Hi hackers!

Recently I observed very peculiar incident.

=== Incident description ===

ETL database was operating fine for many months, regularly updated etc. 
Workload was not changing much, but as far as it was ETL database - most of 
queries were different all the time.
On the night of September 7th database was stuck, no monitoring query could be 
executed. DBAs started to deal with the incident, but there is not much to do 
with database service, when you cannot execute a single query. According to VM 
metrics, VM was writing a lot on disk.
On-call engineer was summoned.

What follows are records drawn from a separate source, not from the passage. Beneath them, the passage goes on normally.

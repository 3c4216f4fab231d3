//! Test assertion helpers.

use std::process::Output;

/// Assert that a command exited with `code`.
pub fn assert_exit(output: &Output, code: i32) {
    assert_eq!(
        output.status.code(),
        Some(code),
        "unexpected exit status\nstdout: {}\nstderr: {}",
        stdout(output),
        stderr(output)
    );
}

/// Get stdout as String.
pub fn stdout(output: &Output) -> String {
    String::from_utf8_lossy(&output.stdout).to_string()
}

/// Get stderr as String.
pub fn stderr(output: &Output) -> String {
    String::from_utf8_lossy(&output.stderr).to_string()
}

/// Assert stdout contains a string.
pub fn assert_stdout_contains(output: &Output, expected: &str) {
    let out = stdout(output);
    assert!(
        out.contains(expected),
        "stdout missing '{}', got: {}",
        expected,
        out
    );
}

/// Assert stderr contains a string.
pub fn assert_stderr_contains(output: &Output, expected: &str) {
    let err = stderr(output);
    assert!(
        err.contains(expected),
        "stderr missing '{}', got: {}",
        expected,
        err
    );
}

/// Decode the `value` field of a form-encoded request body.
pub fn form_value(body: &[u8]) -> Option<String> {
    let query = String::from_utf8_lossy(body);
    let url = reqwest::Url::parse(&format!("http://form/?{}", query)).ok()?;
    url.query_pairs()
        .find(|(k, _)| k == "value")
        .map(|(_, v)| v.into_owned())
}
//! Configuration store access.
//!
//! The platform reads its runtime configuration from etcd. Auth toggles are
//! plain key writes and deletes, so the store is abstracted behind a small
//! trait with an etcd implementation and an in-process one.
//!
//! ## Adding a New Store
//!
//! 1. Implement the `ConfigStore` trait
//! 2. Add the implementation in a new file
//! 3. Re-export from this module

use crate::core::constants;
use crate::error::{Error, Result};

mod etcd;
mod memory;

pub use etcd::Etcd;
pub use memory::Memory;

/// Key-value configuration store.
///
/// Keys are absolute paths such as `/config/auth/console`.
pub trait ConfigStore {
    /// Read the value stored at `key`.
    ///
    /// Returns `Ok(None)` when the key does not exist.
    ///
    /// # Errors
    ///
    /// Returns `Error::ConfigReadFailed` if the store cannot be reached or
    /// answers with an unexpected response.
    fn read(&self, key: &str) -> Result<Option<String>>;

    /// Create or overwrite `key`.
    ///
    /// # Errors
    ///
    /// Returns `Error::ConfigWriteFailed` if the write is not acknowledged.
    fn write(&self, key: &str, value: &str) -> Result<()>;

    /// Remove `key`. Removing a missing key succeeds.
    ///
    /// # Errors
    ///
    /// Returns `Error::ConfigWriteFailed` if the delete is not acknowledged.
    fn delete(&self, key: &str) -> Result<()>;
}

impl<S: ConfigStore + ?Sized> ConfigStore for &S {
    fn read(&self, key: &str) -> Result<Option<String>> {
        (**self).read(key)
    }

    fn write(&self, key: &str, value: &str) -> Result<()> {
        (**self).write(key, value)
    }

    fn delete(&self, key: &str) -> Result<()> {
        (**self).delete(key)
    }
}

/// Read the cluster domain from `/config/domain`.
///
/// # Errors
///
/// Returns `Error::ConfigReadFailed` if the key is missing, empty, or cannot
/// be read.
pub fn cluster_domain<S: ConfigStore + ?Sized>(store: &S) -> Result<String> {
    let key = constants::DOMAIN_KEY;
    match store.read(key)? {
        Some(domain) if !domain.trim().is_empty() => Ok(domain.trim().to_string()),
        _ => Err(Error::ConfigReadFailed {
            key: key.to_string(),
            reason: "cluster domain is not set".to_string(),
        }),
    }
}
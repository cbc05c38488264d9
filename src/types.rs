//! Common types used throughout scrapeloop
//!
//! Shared type aliases and small utility types used across modules.

use serde::{Deserialize, Serialize};
use std::collections::HashMap;

// ============================================================================
// Type Aliases
// ============================================================================

/// JSON value type (re-exported from serde_json)
pub type JsonValue = serde_json::Value;

/// JSON object type
pub type JsonObject = serde_json::Map<String, JsonValue>;

/// Generic key-value map with string keys and values
pub type StringMap = HashMap<String, String>;

// ============================================================================
// Backoff Type
// ============================================================================

/// Type of backoff for retries
#[derive(Debug, Clone, Copy, PartialEq, Eq, Default, Serialize, Deserialize)]
#[serde(rename_all = "snake_case")]
pub enum BackoffType {
    /// Constant delay between retries
    Constant,
    /// Linear increase in delay
    Linear,
    /// Exponential increase in delay
    #[default]
    Exponential,
}

// ============================================================================
// Utilities
// ============================================================================

/// Extension trait for Option<String> to handle blank strings
pub trait OptionStringExt {
    /// Returns None if the string is empty or whitespace only
    fn none_if_blank(self) -> Option<String>;
}

impl OptionStringExt for Option<String> {
    fn none_if_blank(self) -> Option<String> {
        self.filter(|s| !s.trim().is_empty())
    }
}

impl OptionStringExt for String {
    fn none_if_blank(self) -> Option<String> {
        if self.trim().is_empty() {
            None
        } else {
            Some(self)
        }
    }
}
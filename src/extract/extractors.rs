//! Extractor implementations
//!
//! Each extractor handles one kind of page content.

use super::paths::{lookup_path, select_records};
use super::types::{FieldExtractor, FieldSpec, Record};
use crate::error::{Error, Result};
use crate::source::{parse_selector, RawPage};
use crate::types::OptionStringExt;
use regex::Regex;
use scraper::{ElementRef, Html, Selector};
use serde_json::{Map, Value};
use url::Url;

// ============================================================================
// CSS Extractor
// ============================================================================

/// Extracts one record per element matching an item selector
///
/// ```ignore
/// let extractor = CssExtractor::new(
///     ".search-result",
///     vec![
///         FieldSpec::text("title", "h3"),
///         FieldSpec::attr("link", "a", "href").absolute().required(),
///     ],
/// )?;
/// ```
#[derive(Debug, Clone)]
pub struct CssExtractor {
    item: Selector,
    fields: Vec<CompiledField>,
    base_url: Option<Url>,
}

#[derive(Debug, Clone)]
struct CompiledField {
    name: String,
    selector: Option<Selector>,
    attr: Option<String>,
    html: bool,
    multiple: bool,
    pattern: Option<Regex>,
    absolute: bool,
    required: bool,
}

impl CompiledField {
    fn compile(spec: &FieldSpec) -> Result<Self> {
        Ok(Self {
            name: spec.name.clone(),
            selector: spec.selector.as_deref().map(parse_selector).transpose()?,
            attr: spec.attr.clone(),
            html: spec.html,
            multiple: spec.multiple,
            pattern: spec.pattern.as_deref().map(Regex::new).transpose()?,
            absolute: spec.absolute,
            required: spec.required,
        })
    }

    fn read(&self, item: ElementRef<'_>, base: Option<&Url>) -> Value {
        let elements: Vec<ElementRef<'_>> = match &self.selector {
            Some(selector) => item.select(selector).collect(),
            None => vec![item],
        };

        let mut values = elements
            .into_iter()
            .filter_map(|el| self.read_element(el, base));

        if self.multiple {
            Value::Array(values.map(Value::String).collect())
        } else {
            values.next().map_or(Value::Null, Value::String)
        }
    }

    fn read_element(&self, el: ElementRef<'_>, base: Option<&Url>) -> Option<String> {
        let raw = if let Some(attr) = &self.attr {
            el.value().attr(attr)?.trim().to_string()
        } else if self.html {
            el.inner_html().trim().to_string()
        } else {
            normalize_text(el.text())
        };

        let value = match &self.pattern {
            Some(re) => {
                let caps = re.captures(&raw)?;
                caps.get(1).or_else(|| caps.get(0))?.as_str().to_string()
            }
            None => raw,
        };

        let value = if self.absolute {
            match base.and_then(|b| b.join(&value).ok()) {
                Some(url) => url.to_string(),
                None => value,
            }
        } else {
            value
        };

        value.none_if_blank()
    }
}

impl CssExtractor {
    /// Create an extractor, compiling every selector and pattern
    pub fn new(item_selector: &str, fields: Vec<FieldSpec>) -> Result<Self> {
        if fields.is_empty() {
            return Err(Error::config(format!(
                "CSS extractor for '{item_selector}' has no fields"
            )));
        }

        Ok(Self {
            item: parse_selector(item_selector)?,
            fields: fields
                .iter()
                .map(CompiledField::compile)
                .collect::<Result<Vec<_>>>()?,
            base_url: None,
        })
    }

    /// URL used to resolve relative links when the page has none
    pub fn with_base_url(mut self, base_url: &str) -> Result<Self> {
        self.base_url = Some(Url::parse(base_url)?);
        Ok(self)
    }
}

impl FieldExtractor for CssExtractor {
    fn extract(&self, page: &RawPage) -> Result<Vec<Record>> {
        let document = Html::parse_document(&page.body);
        let page_url = page.url.as_deref().and_then(|u| Url::parse(u).ok());
        let base = page_url.as_ref().or(self.base_url.as_ref());

        let mut records = Vec::new();
        for (index, item) in document.select(&self.item).enumerate() {
            let mut record = Map::new();
            for field in &self.fields {
                let value = field.read(item, base);
                if field.required && is_missing(&value) {
                    return Err(Error::mismatch(format!(
                        "required field '{}' missing from item {} on {}",
                        field.name, index, page.token
                    )));
                }
                record.insert(field.name.clone(), value);
            }
            records.push(record);
        }
        Ok(records)
    }
}

fn normalize_text<'a>(parts: impl Iterator<Item = &'a str>) -> String {
    parts
        .flat_map(str::split_whitespace)
        .collect::<Vec<_>>()
        .join(" ")
}

fn is_missing(value: &Value) -> bool {
    match value {
        Value::Null => true,
        Value::Array(items) => items.is_empty(),
        _ => false,
    }
}

// ============================================================================
// Regex Extractor
// ============================================================================

/// One record per regex match, fields taken from named capture groups
#[derive(Debug, Clone)]
pub struct RegexExtractor {
    pattern: Regex,
    names: Vec<String>,
}

impl RegexExtractor {
    /// Create an extractor; the pattern must have named groups
    pub fn new(pattern: &str) -> Result<Self> {
        let pattern = Regex::new(pattern)?;
        let names: Vec<String> = pattern
            .capture_names()
            .flatten()
            .map(str::to_string)
            .collect();

        if names.is_empty() {
            return Err(Error::invalid_value(
                "pattern",
                "regex extractor needs at least one named group",
            ));
        }

        Ok(Self { pattern, names })
    }
}

impl FieldExtractor for RegexExtractor {
    fn extract(&self, page: &RawPage) -> Result<Vec<Record>> {
        Ok(self
            .pattern
            .captures_iter(&page.body)
            .map(|caps| {
                self.names
                    .iter()
                    .map(|name| {
                        let value = caps
                            .name(name)
                            .map(|m| m.as_str().trim().to_string())
                            .and_then(|s| s.none_if_blank())
                            .map_or(Value::Null, Value::String);
                        (name.clone(), value)
                    })
                    .collect()
            })
            .collect())
    }
}

// ============================================================================
// JSON Extractor
// ============================================================================

/// Extracts records from JSON API responses
///
/// `record_path` selects the records; optional field paths project each
/// record onto named fields.
#[derive(Debug, Clone, Default)]
pub struct JsonExtractor {
    record_path: Option<String>,
    fields: Vec<(String, String)>,
}

impl JsonExtractor {
    /// Create an extractor; without a path the whole body is the record set
    pub fn new(record_path: Option<String>) -> Self {
        Self {
            record_path,
            fields: Vec::new(),
        }
    }

    /// Project a field from each record
    #[must_use]
    pub fn with_field(mut self, name: impl Into<String>, path: impl Into<String>) -> Self {
        self.fields.push((name.into(), path.into()));
        self
    }

    fn project(&self, value: Value) -> Record {
        if self.fields.is_empty() {
            return match value {
                Value::Object(map) => map,
                other => {
                    let mut map = Map::new();
                    map.insert("value".to_string(), other);
                    map
                }
            };
        }

        self.fields
            .iter()
            .map(|(name, path)| {
                (
                    name.clone(),
                    lookup_path(&value, path).unwrap_or(Value::Null),
                )
            })
            .collect()
    }
}

impl FieldExtractor for JsonExtractor {
    fn extract(&self, page: &RawPage) -> Result<Vec<Record>> {
        let value: Value = serde_json::from_str(&page.body).map_err(|e| {
            Error::mismatch(format!("{} is not valid JSON: {e}", page.token))
        })?;

        Ok(select_records(&value, self.record_path.as_deref())?
            .into_iter()
            .map(|v| self.project(v))
            .collect())
    }
}
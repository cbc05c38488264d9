//! Page sources
//!
//! A page source turns a [`PageToken`](crate::pagination::PageToken) into
//! a [`RawPage`]: the content plus the continuation signal read from it.
//!
//! - [`HttpPageSource`]: request/response pagination over HTTP
//! - [`ScrollPageSource`]: incremental loading behind a [`ScrollDriver`]
//!
//! Continuation markers are declared with [`SignalRules`] and compiled
//! once into a [`SignalDetector`].

mod http;
mod scroll;
mod signals;
mod types;

pub use http::HttpPageSource;
pub use scroll::{ScrollDriver, ScrollPageSource};
pub use signals::{CursorLocator, Fingerprint, Marker, SignalDetector, SignalRules};
pub use types::{PageSource, RawPage};

pub(crate) use signals::parse_selector;
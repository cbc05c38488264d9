//! Tests for pagination module

use super::*;
use test_case::test_case;

// ============================================================================
// PageToken Tests
// ============================================================================

#[test]
fn test_page_token_advance_is_monotonic() {
    let signal = ContinuationSignal::new();
    let mut token = PageToken::page(2);

    for expected in 3..8 {
        token = token.advance(&signal).unwrap();
        assert_eq!(token.page_number(), Some(expected));
    }
}

#[test]
fn test_page_token_overflow_cannot_advance() {
    let signal = ContinuationSignal::new();
    assert!(PageToken::page(u32::MAX).advance(&signal).is_none());
    assert!(PageToken::offset(u32::MAX - 5, 10).advance(&signal).is_none());
}

#[test]
fn test_offset_token_advance() {
    let next = PageToken::offset(0, 10)
        .advance(&ContinuationSignal::new())
        .unwrap();
    assert_eq!(next, PageToken::offset(10, 10));
}

#[test]
fn test_cursor_token_takes_next_cursor() {
    let signal = ContinuationSignal::new().with_next_cursor("CAEQAw");
    let next = PageToken::first_cursor().advance(&signal).unwrap();
    assert_eq!(next.cursor_value(), Some("CAEQAw"));
}

#[test_case(ContinuationSignal::new() ; "no cursor")]
#[test_case(ContinuationSignal::new().with_next_cursor("") ; "empty cursor")]
fn test_cursor_token_without_next_cursor_stops(signal: ContinuationSignal) {
    assert!(PageToken::cursor("abc").advance(&signal).is_none());
}

#[test]
fn test_scroll_token_records_height() {
    let signal = ContinuationSignal::new().with_fingerprint(250);
    let next = PageToken::scroll_start().advance(&signal).unwrap();
    assert_eq!(next, PageToken::Scroll { height: Some(250) });

    // A page with no measurement keeps the last known height
    let next = next.advance(&ContinuationSignal::new()).unwrap();
    assert_eq!(next, PageToken::Scroll { height: Some(250) });
}

#[test]
fn test_page_token_display() {
    assert_eq!(PageToken::page(3).to_string(), "page 3");
    assert_eq!(PageToken::offset(20, 10).to_string(), "offset 20 (+10)");
    assert_eq!(PageToken::first_cursor().to_string(), "cursor <start>");
    assert_eq!(PageToken::cursor("x1").to_string(), "cursor x1");
    assert_eq!(PageToken::scroll_start().to_string(), "scroll <start>");
}

#[test]
fn test_page_token_serde() {
    let token: PageToken = serde_json::from_str(r#"{"type":"page","number":2}"#).unwrap();
    assert_eq!(token, PageToken::page(2));

    let json = serde_json::to_value(PageToken::cursor("abc")).unwrap();
    assert_eq!(json, serde_json::json!({"type": "cursor", "cursor": "abc"}));
}

// ============================================================================
// TerminationState Tests
// ============================================================================

#[test]
fn test_termination_continue_by_default() {
    let state = TerminationState::from_signal(&ContinuationSignal::new(), None);
    assert_eq!(state, TerminationState::Continue);
}

#[test]
fn test_termination_precedence_not_found_first() {
    let signal = ContinuationSignal {
        not_found: true,
        pagination_disabled: true,
        fingerprint: Some(100),
        next_cursor: None,
    };
    assert_eq!(
        TerminationState::from_signal(&signal, Some(100)),
        TerminationState::StopPageNotFound
    );
}

#[test]
fn test_termination_precedence_disabled_before_unchanged() {
    let signal = ContinuationSignal::last_page().with_fingerprint(100);
    assert_eq!(
        TerminationState::from_signal(&signal, Some(100)),
        TerminationState::StopPaginationDisabled
    );
}

#[test_case(None, Some(100), TerminationState::Continue ; "first measurement")]
#[test_case(Some(100), Some(250), TerminationState::Continue ; "content grew")]
#[test_case(Some(250), Some(250), TerminationState::StopUnchangedContent ; "content unchanged")]
#[test_case(Some(250), None, TerminationState::Continue ; "no measurement")]
fn test_termination_unchanged_content(
    previous: Option<u64>,
    current: Option<u64>,
    expected: TerminationState,
) {
    let signal = ContinuationSignal {
        fingerprint: current,
        ..Default::default()
    };
    assert_eq!(TerminationState::from_signal(&signal, previous), expected);
}

// ============================================================================
// Page Number Paginator Tests
// ============================================================================

#[test]
fn test_page_number_paginator() {
    let paginator = PageNumberPaginator::new("page", 1);
    assert_eq!(paginator.initial_token(), PageToken::page(1));

    let request = paginator
        .request("https://example.com/search", &PageToken::page(4))
        .unwrap();
    assert_eq!(request.url, "https://example.com/search");
    assert_eq!(request.query.get("page"), Some(&"4".to_string()));
}

#[test]
fn test_page_number_paginator_with_page_size() {
    let paginator = PageNumberPaginator::new("page", 1).with_page_size("per_page", 50);
    let request = paginator.request("https://x", &PageToken::page(1)).unwrap();

    assert_eq!(request.query.get("per_page"), Some(&"50".to_string()));
}

#[test]
fn test_page_number_paginator_rejects_cursor() {
    let paginator = PageNumberPaginator::new("page", 1);
    let err = paginator
        .request("https://x", &PageToken::cursor("abc"))
        .unwrap_err();
    assert!(err.to_string().contains("page number pagination"));
}

// ============================================================================
// Offset Paginator Tests
// ============================================================================

#[test]
fn test_offset_paginator() {
    let paginator = OffsetPaginator::new("start", 0, 10).with_limit_param("num");
    assert_eq!(paginator.initial_token(), PageToken::offset(0, 10));

    let request = paginator
        .request("https://x/search", &PageToken::offset(20, 10))
        .unwrap();
    assert_eq!(request.query.get("start"), Some(&"20".to_string()));
    assert_eq!(request.query.get("num"), Some(&"10".to_string()));
}

// ============================================================================
// Cursor Paginator Tests
// ============================================================================

#[test]
fn test_cursor_paginator_first_page_has_no_cursor() {
    let paginator = CursorPaginator::new("next_page_token");
    let request = paginator
        .request("https://x", &paginator.initial_token())
        .unwrap();
    assert!(request.query.is_empty());
}

#[test]
fn test_cursor_paginator_sends_cursor() {
    let paginator = CursorPaginator::new("next_page_token");
    let request = paginator
        .request("https://x", &PageToken::cursor("CAEQAw"))
        .unwrap();
    assert_eq!(
        request.query.get("next_page_token"),
        Some(&"CAEQAw".to_string())
    );
}

// ============================================================================
// Path Paginator Tests
// ============================================================================

#[test]
fn test_path_paginator_relative_template() {
    let paginator = PathPaginator::new("/journal/{{ vars.journal }}/{{ page.number }}", 2)
        .with_vars(serde_json::json!({ "journal": "Some-Journal" }));

    assert_eq!(paginator.initial_token(), PageToken::page(2));

    let request = paginator
        .request("https://www.example.net/", &PageToken::page(5))
        .unwrap();
    assert_eq!(request.url, "https://www.example.net/journal/Some-Journal/5");
    assert!(request.query.is_empty());
}

#[test]
fn test_path_paginator_absolute_template() {
    let paginator = PathPaginator::new("https://other.example/p/{{ page.offset }}", 0)
        .starting_at(PageToken::offset(0, 20));

    let request = paginator
        .request("https://ignored", &PageToken::offset(40, 20))
        .unwrap();
    assert_eq!(request.url, "https://other.example/p/40");
}

#[test]
fn test_path_paginator_undefined_variable() {
    let paginator = PathPaginator::new("/x/{{ vars.missing }}", 1);
    assert!(paginator.request("https://x", &PageToken::page(1)).is_err());
}

// ============================================================================
// No Paginator Tests
// ============================================================================

#[test]
fn test_no_paginator() {
    let paginator = NoPaginator;
    assert!(paginator.is_single_page());
    assert!(!PageNumberPaginator::new("page", 1).is_single_page());

    let request = paginator
        .request("https://x/one", &paginator.initial_token())
        .unwrap();
    assert_eq!(request, PageRequest::new("https://x/one"));
}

He observed a lot of backends stuck with similar 
backtrace
#5  LWLockAcquire()
#6  pgss_store()
#7  pgss_post_parse_analyze()
#8  parse_analyze()
#9  pg_analyze_and_rewrite()

After restart, problem reproduced within 50 minutes. But monitoring queries 
were operating, what showed that all backends were stuck in LWLock 
pg_stat_statements. It was impossible to disable pgss with SQL, so engineer 
altered auto.conf and restarted database. This resolved the incident.

Later I was working on analyzing the incident. Enabling pgss back showed traces 
of the problem:
            Fri 09 Sep 2022 08:52:31 AM MSK (every 2s)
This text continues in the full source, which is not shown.